The fact is that there was also a lot of migrants from the German states and surrounding countries that left their homes during the late 1840’s and became known as the fortyeighters. This part of Europe was in a state of revolution during the 1840’s. some were just protesters upset at the establishment due to the level of poverty, others took it further and battles were rampant across the region. Things settled for a while but the region was in a state of famine and poverty and it was only a matter of time before more unrest would ensue. Governments having squashed an uprising had, “wanted lists” of the main protagonists and young men were being conscripted to bolster the armed forces in readiness for any future uprising against the State.
Large numbers of people migrated from Germany and the surrounding countries and headed for America, Australia and England in the hope of a new start. Many of them were farmers, stonemasons and builders prepared to do it tough in order to carve out a new life in a new country. This was not easy and they went through much in their chosen country. In America they were subjected to the horrors of Indian attacks as they crossed the country to find good farm land only to run into the cattle ranchers and their open ranges who did all they could to prevent these farmers from fencing in the land.
Australia was similar as they were not welcomed by the squatters who also ran herds on open ranges and resented farmers fencing in the best grass country for farming. Fortunately the Australian Squatter was not as vicious as the American rancher and the law of the gun did not exist to the same extent here. The aboriginal was not as warlike as the American Indian making Australia a safer place for them, but they did have to face animosity and the hardships of a brown dry country with its arid countryside and deserts.

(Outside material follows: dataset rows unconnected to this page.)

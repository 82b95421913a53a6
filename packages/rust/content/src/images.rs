//! Featured-image resolution and CDN URL rewriting.

use url::Url;

use vitrine_shared::{CdnConfig, Media, Post, Result, VitrineError};

/// Rendition names tried in order before falling back to the original upload.
const PREFERRED_SIZES: &[&str] = &["large", "medium_large", "full"];

/// Path prefix of WordPress uploads.
const UPLOADS_PREFIX: &str = "/wp-content/uploads/";

/// Best-available image URL for `media`, or `placeholder` when there is none.
pub fn resolve_image_url(media: Option<&Media>, placeholder: &str) -> String {
    let Some(media) = media else {
        return placeholder.to_string();
    };

    PREFERRED_SIZES
        .iter()
        .find_map(|size| media.sizes.get(*size).filter(|url| !url.is_empty()))
        .or_else(|| Some(&media.source_url).filter(|url| !url.is_empty()))
        .cloned()
        .unwrap_or_else(|| placeholder.to_string())
}

/// Featured image of a post, falling back to `placeholder`.
pub fn featured_image(post: &Post, placeholder: &str) -> String {
    resolve_image_url(post.featured_media.as_ref(), placeholder)
}

/// Rewrites CMS upload URLs onto the image CDN.
#[derive(Debug, Clone)]
pub struct CdnRewriter {
    cms_origin: Url,
    cdn_base: Url,
    default_width: Option<u32>,
}

impl CdnRewriter {
    /// Build a rewriter, or `None` when no CDN is configured.
    pub fn from_config(cdn: &CdnConfig, cms_base_url: &str) -> Result<Option<Self>> {
        let Some(cdn_base) = cdn.base_url.as_deref() else {
            return Ok(None);
        };

        let cms_origin = Url::parse(cms_base_url)
            .map_err(|e| VitrineError::config(format!("invalid cms.base_url: {e}")))?;
        let cdn_base = Url::parse(cdn_base)
            .map_err(|e| VitrineError::config(format!("invalid cdn.base_url: {e}")))?;

        Ok(Some(Self {
            cms_origin,
            cdn_base,
            default_width: cdn.default_width,
        }))
    }

    /// Rewrite `url` when it points at the CMS uploads directory.
    ///
    /// Any other URL (external, relative, already on the CDN) is returned as is.
    pub fn rewrite(&self, url: &str, width: Option<u32>) -> String {
        let Ok(parsed) = Url::parse(url) else {
            return url.to_string();
        };

        let same_origin = parsed.scheme() == self.cms_origin.scheme()
            && parsed.host_str() == self.cms_origin.host_str()
            && parsed.port_or_known_default() == self.cms_origin.port_or_known_default();
        if !same_origin || !parsed.path().starts_with(UPLOADS_PREFIX) {
            return url.to_string();
        }

        let mut target = self.cdn_base.clone();
        let base_path = self.cdn_base.path().trim_end_matches('/');
        target.set_path(&format!("{base_path}{}", parsed.path()));
        target.set_query(None);

        if let Some(w) = width.or(self.default_width) {
            target.query_pairs_mut().append_pair("w", &w.to_string());
        }

        target.to_string()
    }
}

/// Rewrite `url` onto the CDN when one is configured; identity otherwise.
pub fn rewrite_for_cdn(url: &str, cdn: Option<&CdnRewriter>) -> String {
    match cdn {
        Some(cdn) => cdn.rewrite(url, None),
        None => url.to_string(),
    }
}
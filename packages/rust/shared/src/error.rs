//! Error types for Vitrine.
//!
//! Library crates use [`VitrineError`] via `thiserror`.
//! The binary wraps this with `color-eyre` for rich diagnostics, and the HTTP
//! layer maps each variant onto a status code.

use std::path::PathBuf;

/// Top-level error type for all Vitrine operations.
#[derive(Debug, thiserror::Error)]
pub enum VitrineError {
    /// Configuration loading or validation error.
    #[error("config error: {message}")]
    Config { message: String },

    /// Transport-level failure talking to the CMS (connect, timeout, body read).
    #[error("network error: {0}")]
    Network(String),

    /// The CMS answered with a non-success status.
    #[error("upstream returned HTTP {status} for {url}")]
    Upstream { status: u16, url: String },

    /// Response body or document could not be decoded.
    #[error("parse error: {message}")]
    Parse { message: String },

    /// The requested entity does not exist.
    #[error("not found: {what}")]
    NotFound { what: String },

    /// A resource with the same identity already exists.
    #[error("conflict: {message}")]
    Conflict { message: String },

    /// Database or storage layer error.
    #[error("storage error: {0}")]
    Storage(String),

    /// Filesystem I/O error.
    #[error("I/O error at {path:?}: {source}")]
    Io {
        path: PathBuf,
        source: std::io::Error,
    },

    /// Input validation error (bad route parameter, malformed upload, etc.).
    #[error("validation error: {message}")]
    Validation { message: String },
}

/// Convenience alias used throughout the codebase.
pub type Result<T> = std::result::Result<T, VitrineError>;

impl VitrineError {
    /// Create a config error from any displayable message.
    pub fn config(msg: impl Into<String>) -> Self {
        Self::Config {
            message: msg.into(),
        }
    }

    /// Create a parse error from any displayable message.
    pub fn parse(msg: impl Into<String>) -> Self {
        Self::Parse {
            message: msg.into(),
        }
    }

    /// Create a not-found error naming the missing entity.
    pub fn not_found(what: impl Into<String>) -> Self {
        Self::NotFound { what: what.into() }
    }

    /// Create a conflict error from any displayable message.
    pub fn conflict(msg: impl Into<String>) -> Self {
        Self::Conflict {
            message: msg.into(),
        }
    }

    /// Create a validation error from any displayable message.
    pub fn validation(msg: impl Into<String>) -> Self {
        Self::Validation {
            message: msg.into(),
        }
    }

    /// Wrap a `std::io::Error` with a path for context.
    pub fn io(path: impl Into<PathBuf>, source: std::io::Error) -> Self {
        Self::Io {
            path: path.into(),
            source,
        }
    }

    /// Whether this error means "the thing is not there" rather than a failure.
    pub fn is_not_found(&self) -> bool {
        matches!(self, Self::NotFound { .. })
    }
}

#[cfg(test)]
mod tests {
    use super::*;

    #[test]
    fn error_display_formatting() {
        let err = VitrineError::config("missing CMS base URL");
        assert_eq!(err.to_string(), "config error: missing CMS base URL");

        let err = VitrineError::Upstream {
            status: 502,
            url: "https://cms.example.com/wp-json/wp/v2/posts".into(),
        };
        assert!(err.to_string().contains("HTTP 502"));

        let err = VitrineError::conflict("document already uploaded");
        assert!(err.to_string().starts_with("conflict:"));
    }

    #[test]
    fn not_found_is_classified() {
        assert!(VitrineError::not_found("post 'hello'").is_not_found());
        assert!(!VitrineError::Network("timeout".into()).is_not_found());
    }
}
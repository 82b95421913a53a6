//! CMS access: the [`ContentSource`] seam and its WordPress implementation.
//!
//! Posts, categories, authors, portfolio items and levées come from the
//! WordPress REST API; team members and toolbox entries come from WPGraphQL.

pub mod client;
mod graphql;
mod wire;

use async_trait::async_trait;
use chrono::{DateTime, Utc};

use vitrine_shared::{
    Author, Category, LeveeItem, Paged, PortfolioItem, Post, Result, TeamMember, ToolboxEntry,
};

pub use client::{ProxiedResponse, WordPressClient};

/// Default page size for post listings.
pub const DEFAULT_PER_PAGE: u32 = 10;

/// Filters for a paginated post listing.
#[derive(Debug, Clone, PartialEq, Eq)]
pub struct PostQuery {
    /// 1-based page number.
    pub page: u32,
    pub per_page: u32,
    pub category: Option<u64>,
    pub author: Option<u64>,
    /// Post ids to leave out (e.g. the post currently displayed).
    pub exclude: Vec<u64>,
}

impl Default for PostQuery {
    fn default() -> Self {
        Self {
            page: 1,
            per_page: DEFAULT_PER_PAGE,
            category: None,
            author: None,
            exclude: Vec::new(),
        }
    }
}

impl PostQuery {
    pub fn page(page: u32, per_page: u32) -> Self {
        Self {
            page,
            per_page,
            ..Self::default()
        }
    }
}

/// Read-only view of the CMS.
///
/// `*_by_slug` lookups return `Ok(None)` for unknown slugs. A listing page past
/// the end of a collection is `Err(VitrineError::NotFound)`.
#[async_trait]
pub trait ContentSource: Send + Sync {
    async fn list_posts(&self, query: &PostQuery) -> Result<Paged<Post>>;
    async fn post_by_slug(&self, slug: &str) -> Result<Option<Post>>;
    /// Posts published strictly after `since`, newest first.
    async fn recent_posts(&self, since: DateTime<Utc>) -> Result<Vec<Post>>;
    async fn all_posts(&self) -> Result<Vec<Post>>;

    async fn list_categories(&self) -> Result<Vec<Category>>;
    async fn category_by_slug(&self, slug: &str) -> Result<Option<Category>>;
    async fn author_by_slug(&self, slug: &str) -> Result<Option<Author>>;

    async fn list_portfolio(&self) -> Result<Vec<PortfolioItem>>;
    async fn portfolio_by_slug(&self, slug: &str) -> Result<Option<PortfolioItem>>;

    async fn list_team(&self) -> Result<Vec<TeamMember>>;
    async fn team_member_by_slug(&self, slug: &str) -> Result<Option<TeamMember>>;

    async fn list_toolbox(&self) -> Result<Vec<ToolboxEntry>>;
    async fn toolbox_by_slug(&self, slug: &str) -> Result<Option<ToolboxEntry>>;

    async fn list_levees(&self) -> Result<Vec<LeveeItem>>;
    async fn levee_by_slug(&self, slug: &str) -> Result<Option<LeveeItem>>;
}
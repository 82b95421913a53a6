//! Application configuration for Vitrine.
//!
//! User config lives at `~/.vitrine/vitrine.toml`.
//! CLI flags override config file values, which override defaults.

use std::collections::BTreeMap;
use std::path::{Path, PathBuf};
use std::time::Duration;

use serde::{Deserialize, Serialize};
use url::Url;

use crate::error::{Result, VitrineError};

/// Default configuration file name.
const CONFIG_FILE_NAME: &str = "vitrine.toml";

/// Default config directory name under the user's home.
const CONFIG_DIR_NAME: &str = ".vitrine";

// ---------------------------------------------------------------------------
// Config structs (matching vitrine.toml schema)
// ---------------------------------------------------------------------------

/// Top-level application config, deserialized from TOML.
#[derive(Debug, Clone, Default, Serialize, Deserialize)]
pub struct AppConfig {
    /// Public site settings.
    #[serde(default)]
    pub site: SiteConfig,

    /// Content source settings.
    #[serde(default)]
    pub cms: CmsConfig,

    /// Image CDN settings.
    #[serde(default)]
    pub cdn: CdnConfig,

    /// HTTP server settings.
    #[serde(default)]
    pub server: ServerConfig,

    /// Expertise catalogue location.
    #[serde(default)]
    pub catalog: CatalogConfig,

    /// Legacy slug redirects.
    #[serde(default)]
    pub redirects: RedirectsConfig,
}

/// `[site]` section.
#[derive(Debug, Clone, Serialize, Deserialize)]
pub struct SiteConfig {
    /// Public origin of the website, used for every absolute URL in feeds.
    #[serde(default = "default_site_url")]
    pub base_url: String,

    /// Site / publication name (Open Graph `site_name`, Google News publication).
    #[serde(default = "default_site_name")]
    pub name: String,

    /// Content language (ISO 639-1).
    #[serde(default = "default_language")]
    pub language: String,

    /// Image used when a record has no featured media.
    #[serde(default = "default_placeholder_image")]
    pub placeholder_image: String,

    /// Posts per archive page.
    #[serde(default = "default_posts_per_page")]
    pub posts_per_page: u32,

    /// Static routes listed in the static sitemap.
    #[serde(default = "default_static_pages")]
    pub static_pages: Vec<String>,
}

impl Default for SiteConfig {
    fn default() -> Self {
        Self {
            base_url: default_site_url(),
            name: default_site_name(),
            language: default_language(),
            placeholder_image: default_placeholder_image(),
            posts_per_page: default_posts_per_page(),
            static_pages: default_static_pages(),
        }
    }
}

fn default_site_url() -> String {
    "https://www.example.com".into()
}
fn default_site_name() -> String {
    "Vitrine".into()
}
fn default_language() -> String {
    "fr".into()
}
fn default_placeholder_image() -> String {
    "/images/placeholder.jpg".into()
}
fn default_posts_per_page() -> u32 {
    9
}
fn default_static_pages() -> Vec<String> {
    [
        "/",
        "/about",
        "/contact",
        "/blog",
        "/expertise",
        "/portfolio",
        "/team",
        "/toolbox",
        "/levee",
    ]
    .into_iter()
    .map(String::from)
    .collect()
}

/// `[cms]` section.
#[derive(Debug, Clone, Serialize, Deserialize)]
pub struct CmsConfig {
    /// Origin of the WordPress instance.
    #[serde(default = "default_cms_url")]
    pub base_url: String,

    /// Path of the REST API root, relative to `base_url`.
    #[serde(default = "default_rest_path")]
    pub rest_path: String,

    /// Path of the GraphQL endpoint, relative to `base_url`.
    #[serde(default = "default_graphql_path")]
    pub graphql_path: String,

    /// Request timeout in seconds.
    #[serde(default = "default_timeout_secs")]
    pub timeout_secs: u64,

    /// Name of the env var holding the CMS bearer token (never store the token itself).
    #[serde(default = "default_token_env")]
    pub token_env: String,
}

impl Default for CmsConfig {
    fn default() -> Self {
        Self {
            base_url: default_cms_url(),
            rest_path: default_rest_path(),
            graphql_path: default_graphql_path(),
            timeout_secs: default_timeout_secs(),
            token_env: default_token_env(),
        }
    }
}

fn default_cms_url() -> String {
    "https://cms.example.com".into()
}
fn default_rest_path() -> String {
    "/wp-json/wp/v2".into()
}
fn default_graphql_path() -> String {
    "/graphql".into()
}
fn default_timeout_secs() -> u64 {
    15
}
fn default_token_env() -> String {
    "VITRINE_CMS_TOKEN".into()
}

/// `[cdn]` section. Image rewriting is disabled while `base_url` is unset.
#[derive(Debug, Clone, Default, Serialize, Deserialize)]
pub struct CdnConfig {
    /// CDN origin that mirrors `wp-content/uploads`.
    #[serde(default, skip_serializing_if = "Option::is_none")]
    pub base_url: Option<String>,

    /// Width hint appended as `?w=` when no explicit width is requested.
    #[serde(default, skip_serializing_if = "Option::is_none")]
    pub default_width: Option<u32>,
}

/// `[server]` section.
#[derive(Debug, Clone, Serialize, Deserialize)]
pub struct ServerConfig {
    /// Socket address to listen on.
    #[serde(default = "default_bind")]
    pub bind: String,

    /// Directory receiving uploaded documents.
    #[serde(default = "default_upload_dir")]
    pub upload_dir: String,

    /// libSQL database file for the document registry.
    #[serde(default = "default_database_path")]
    pub database_path: String,

    /// Upper bound on a multipart upload body.
    #[serde(default = "default_max_upload_bytes")]
    pub max_upload_bytes: usize,
}

impl Default for ServerConfig {
    fn default() -> Self {
        Self {
            bind: default_bind(),
            upload_dir: default_upload_dir(),
            database_path: default_database_path(),
            max_upload_bytes: default_max_upload_bytes(),
        }
    }
}

fn default_bind() -> String {
    "127.0.0.1:3000".into()
}
fn default_upload_dir() -> String {
    "var/uploads".into()
}
fn default_database_path() -> String {
    "var/vitrine.db".into()
}
fn default_max_upload_bytes() -> usize {
    10 * 1024 * 1024
}

/// `[catalog]` section.
#[derive(Debug, Clone, Default, Serialize, Deserialize)]
pub struct CatalogConfig {
    /// JSON or TOML file describing expertise categories. Built-in catalogue when unset.
    #[serde(default, skip_serializing_if = "Option::is_none")]
    pub path: Option<String>,
}

/// `[redirects]` section.
#[derive(Debug, Clone, Default, Serialize, Deserialize)]
pub struct RedirectsConfig {
    /// Legacy author slug → canonical author slug.
    #[serde(default)]
    pub authors: BTreeMap<String, String>,
}

// ---------------------------------------------------------------------------
// CMS settings (runtime, resolved from config + environment)
// ---------------------------------------------------------------------------

/// Runtime CMS connection settings — resolved from config file + environment.
#[derive(Debug, Clone)]
pub struct CmsSettings {
    /// REST API root, always ending with `/`.
    pub rest_url: Url,
    /// GraphQL endpoint.
    pub graphql_url: Url,
    /// Per-request timeout.
    pub timeout: Duration,
    /// Optional bearer token.
    pub token: Option<String>,
}

impl CmsSettings {
    /// Resolve settings, reading the token from the configured env var if set.
    pub fn from_config(config: &CmsConfig) -> Result<Self> {
        let base = Url::parse(&config.base_url).map_err(|e| {
            VitrineError::config(format!("invalid cms.base_url '{}': {e}", config.base_url))
        })?;

        let rest_path = format!("{}/", config.rest_path.trim_end_matches('/'));
        let rest_url = base
            .join(&rest_path)
            .map_err(|e| VitrineError::config(format!("invalid cms.rest_path: {e}")))?;
        let graphql_url = base
            .join(&config.graphql_path)
            .map_err(|e| VitrineError::config(format!("invalid cms.graphql_path: {e}")))?;

        let token = std::env::var(&config.token_env)
            .ok()
            .filter(|t| !t.is_empty());

        Ok(Self {
            rest_url,
            graphql_url,
            timeout: Duration::from_secs(config.timeout_secs),
            token,
        })
    }
}

// ---------------------------------------------------------------------------
// Config loading
// ---------------------------------------------------------------------------

/// Get the path to the config directory (`~/.vitrine/`).
pub fn config_dir() -> Result<PathBuf> {
    let home = dirs::home_dir()
        .ok_or_else(|| VitrineError::config("could not determine home directory"))?;
    Ok(home.join(CONFIG_DIR_NAME))
}

/// Get the path to the config file (`~/.vitrine/vitrine.toml`).
pub fn config_file_path() -> Result<PathBuf> {
    Ok(config_dir()?.join(CONFIG_FILE_NAME))
}

/// Load the application config from disk. Returns defaults if the file does not exist.
pub fn load_config() -> Result<AppConfig> {
    let path = config_file_path()?;

    if !path.exists() {
        tracing::debug!(?path, "config file not found, using defaults");
        return Ok(AppConfig::default());
    }

    load_config_from(&path)
}

/// Load the application config from a specific file path.
pub fn load_config_from(path: &Path) -> Result<AppConfig> {
    let content = std::fs::read_to_string(path).map_err(|e| VitrineError::io(path, e))?;

    toml::from_str(&content)
        .map_err(|e| VitrineError::config(format!("failed to parse {}: {e}", path.display())))
}

/// Create the config directory and write a default config file.
/// Returns the path to the created file.
pub fn init_config() -> Result<PathBuf> {
    let dir = config_dir()?;
    std::fs::create_dir_all(&dir).map_err(|e| VitrineError::io(&dir, e))?;

    let path = dir.join(CONFIG_FILE_NAME);
    let config = AppConfig::default();
    let content =
        toml::to_string_pretty(&config).map_err(|e| VitrineError::config(e.to_string()))?;

    std::fs::write(&path, content).map_err(|e| VitrineError::io(&path, e))?;
    tracing::info!(?path, "created default config file");

    Ok(path)
}

#[cfg(test)]
mod tests {
    use super::*;

    #[test]
    fn default_config_serializes() {
        let config = AppConfig::default();
        let toml_str = toml::to_string_pretty(&config).expect("serialize default config");
        assert!(toml_str.contains("posts_per_page"));
        assert!(toml_str.contains("VITRINE_CMS_TOKEN"));
    }

    #[test]
    fn config_roundtrip() {
        let config = AppConfig::default();
        let toml_str = toml::to_string_pretty(&config).expect("serialize");
        let parsed: AppConfig = toml::from_str(&toml_str).expect("deserialize");
        assert_eq!(parsed.site.posts_per_page, 9);
        assert_eq!(parsed.cms.graphql_path, "/graphql");
        assert_eq!(parsed.site.static_pages.len(), 9);
    }

    #[test]
    fn config_with_redirects_and_cdn() {
        let toml_str = r#"
[site]
base_url = "https://www.agence.test"

[cdn]
base_url = "https://cdn.agence.test"
default_width = 1200

[redirects.authors]
jdupont = "jean-dupont"
"#;
        let config: AppConfig = toml::from_str(toml_str).expect("parse");
        assert_eq!(config.site.base_url, "https://www.agence.test");
        assert_eq!(config.site.language, "fr");
        assert_eq!(config.cdn.default_width, Some(1200));
        assert_eq!(
            config.redirects.authors.get("jdupont").map(String::as_str),
            Some("jean-dupont")
        );
    }

    #[test]
    fn cms_settings_from_config() {
        let mut cms = CmsConfig::default();
        cms.base_url = "https://cms.agence.test".into();
        cms.token_env = "VITRINE_TEST_NONEXISTENT_TOKEN_12345".into();

        let settings = CmsSettings::from_config(&cms).expect("resolve");
        assert_eq!(
            settings.rest_url.as_str(),
            "https://cms.agence.test/wp-json/wp/v2/"
        );
        assert_eq!(settings.graphql_url.as_str(), "https://cms.agence.test/graphql");
        assert_eq!(settings.timeout, Duration::from_secs(15));
        assert!(settings.token.is_none());
    }

    #[test]
    fn cms_settings_rejects_bad_url() {
        let mut cms = CmsConfig::default();
        cms.base_url = "not a url".into();
        let err = CmsSettings::from_config(&cms).unwrap_err();
        assert!(err.to_string().contains("invalid cms.base_url"));
    }
}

This is the story of one of those German families, told by Christianna Wilhelmina Auguste Henriette Petschel, born 23rd March 1840, who made the trip at the age of eight in 1848 as her parents set out to start a new life in Australia and ended up in the Wimmera and Mallee.
Read her story carefully and you will learn about the trials and tribulations of these early German settlers who brought their skills, knowledge, religion and culture to add to the mix in a new country.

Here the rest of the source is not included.